Skip to main content
Create and manage named persistent volumes, read and write their data directly on the host, and attach them (or bind mounts, tmpfs, and disk images) to sandboxes. See Volumes for usage examples and patterns.

Typical flow

import m "github.com/superradcompany/microsandbox/sdk/go"

vol, err := m.CreateVolume(ctx, "my-data",         // 1. create a named volume
    m.WithVolumeQuota(64),
    m.WithVolumeLabels(map[string]string{"env": "prod"}),
)

vfs := vol.FS()                                    // 2. seed it from the host
err = vfs.WriteString("seed.txt", "hello")

sb, err := m.CreateSandbox(ctx, "worker",          // 3. attach it to a sandbox
    m.WithImage("alpine"),
    m.WithMounts(map[string]m.MountConfig{
        "/data": m.Mount.Named("my-data", m.MountOptions{}),
    }),
)
Named volumes are managed by microsandbox and stored by default under ~/.microsandbox/volumes/<name>/. They persist independently of any sandbox. There is no Rust-side resource to release: Remove deletes the on-disk state and the DB record.

Functions

CreateVolume()

func CreateVolume(ctx context.Context, name string, opts ...VolumeOption) (*Volume, error)

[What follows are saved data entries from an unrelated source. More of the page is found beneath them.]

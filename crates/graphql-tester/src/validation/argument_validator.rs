use crate::ast;
use crate::types::Field;
use crate::types::Parameter;
use crate::types::TypeBuilderHelpers;
use crate::validation::CoercionSite;
use crate::validation::ValidationError;
use crate::validation::ValueCoercer;
use crate::Value;
use indexmap::IndexMap;
use std::collections::HashSet;

type Result<T> = std::result::Result<T, ValidationError>;

/// Checks the arguments supplied to one field invocation (or directive
/// annotation) against the declared parameters.
pub struct ArgumentValidator<'a> {
    coercer: ValueCoercer<'a>,
    condition_params: IndexMap<String, Parameter>,
}
impl<'a> ArgumentValidator<'a> {
    pub fn new(coercer: ValueCoercer<'a>) -> Self {
        Self {
            coercer,
            condition_params: TypeBuilderHelpers::condition_parameters(),
        }
    }

    /// Supplied arguments are checked in the order they were written;
    /// declared parameters in the order they were declared.
    pub fn validate_args(
        &self,
        field: &Field,
        supplied: &[(String, ast::Value)],
    ) -> Result<()> {
        self.validate_against_params(field.name(), field.parameters(), supplied)
    }

    /// `@skip` and `@include` take a required `if: Boolean!`. Any other
    /// directive must be declared by the schema; its arguments are only
    /// checked for undeclared variables.
    ///
    /// Errors name the directive as `@name` where a field name would
    /// otherwise go.
    pub fn validate_directives(
        &self,
        directives: &[ast::operation::Directive],
    ) -> Result<()> {
        for directive in directives {
            let directive_name = directive.name.as_str();
            let site_name = format!("@{directive_name}");
            log::trace!("Validating `{site_name}` annotation");

            match directive_name {
                "include" | "skip" => self.validate_against_params(
                    site_name.as_str(),
                    &self.condition_params,
                    &directive.arguments,
                )?,

                _ if self.coercer.schema().defines_directive(directive_name) => {
                    Self::check_unique_arg_names(site_name.as_str(), &directive.arguments)?;
                    for (_, ast_value) in &directive.arguments {
                        self.coercer.check_variables_declared(
                            &Value::from_ast(ast_value),
                            CoercionSite::new(site_name.as_str(), false),
                        )?;
                    }
                },

                _ => return Err(ValidationError::UnknownDirective {
                    directive_name: directive_name.to_string(),
                }),
            }
        }
        Ok(())
    }

    fn check_unique_arg_names<'s>(
        owner_name: &str,
        supplied: &'s [(String, ast::Value)],
    ) -> Result<HashSet<&'s str>> {
        let mut seen_arg_names = HashSet::new();
        for (arg_name, _) in supplied {
            if !seen_arg_names.insert(arg_name.as_str()) {
                return Err(ValidationError::DuplicateArgument {
                    argument_name: arg_name.to_string(),
                    field_name: owner_name.to_string(),
                });
            }
        }
        Ok(seen_arg_names)
    }

    fn validate_against_params(
        &self,
        owner_name: &str,
        params: &IndexMap<String, Parameter>,
        supplied: &[(String, ast::Value)],
    ) -> Result<()> {
        let seen_arg_names = Self::check_unique_arg_names(owner_name, supplied)?;

        for (param_name, param) in params {
            if param.is_required() && !seen_arg_names.contains(param_name.as_str()) {
                return Err(ValidationError::MissingRequiredArgument {
                    argument_name: param_name.to_string(),
                    field_name: owner_name.to_string(),
                });
            }
        }

        for (arg_name, _) in supplied {
            if !params.contains_key(arg_name) {
                return Err(ValidationError::UnknownArgument {
                    argument_name: arg_name.to_string(),
                    field_name: owner_name.to_string(),
                });
            }
        }

        for (arg_name, ast_value) in supplied {
            let Some(param) = params.get(arg_name) else {
                continue;
            };
            self.coercer.coerce(
                param.type_annotation(),
                &Value::from_ast(ast_value),
                CoercionSite::new(owner_name, param.default_value().is_some()),
            )?;
        }

        Ok(())
    }
}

vol, err := m.CreateVolume(ctx, "docker-data",
    m.WithVolumeKind(m.VolumeKindDisk),
    m.WithVolumeSize(20*1024),
)
Create a named volume and return a populated *Volume with its name and host path. Configure the kind, quota, disk size, and labels with option functions. Returns ErrVolumeAlreadyExists if a volume with the given name already exists.

Parameters

ctxcontext.Context
Cancels the create.
namestring
Volume name.
opts…VolumeOption
Functional options, see Options.

Returns

*Volume
Newly created volume with Name and Path.

GetVolume()

func GetVolume(ctx context.Context, name string) (*VolumeHandle, error)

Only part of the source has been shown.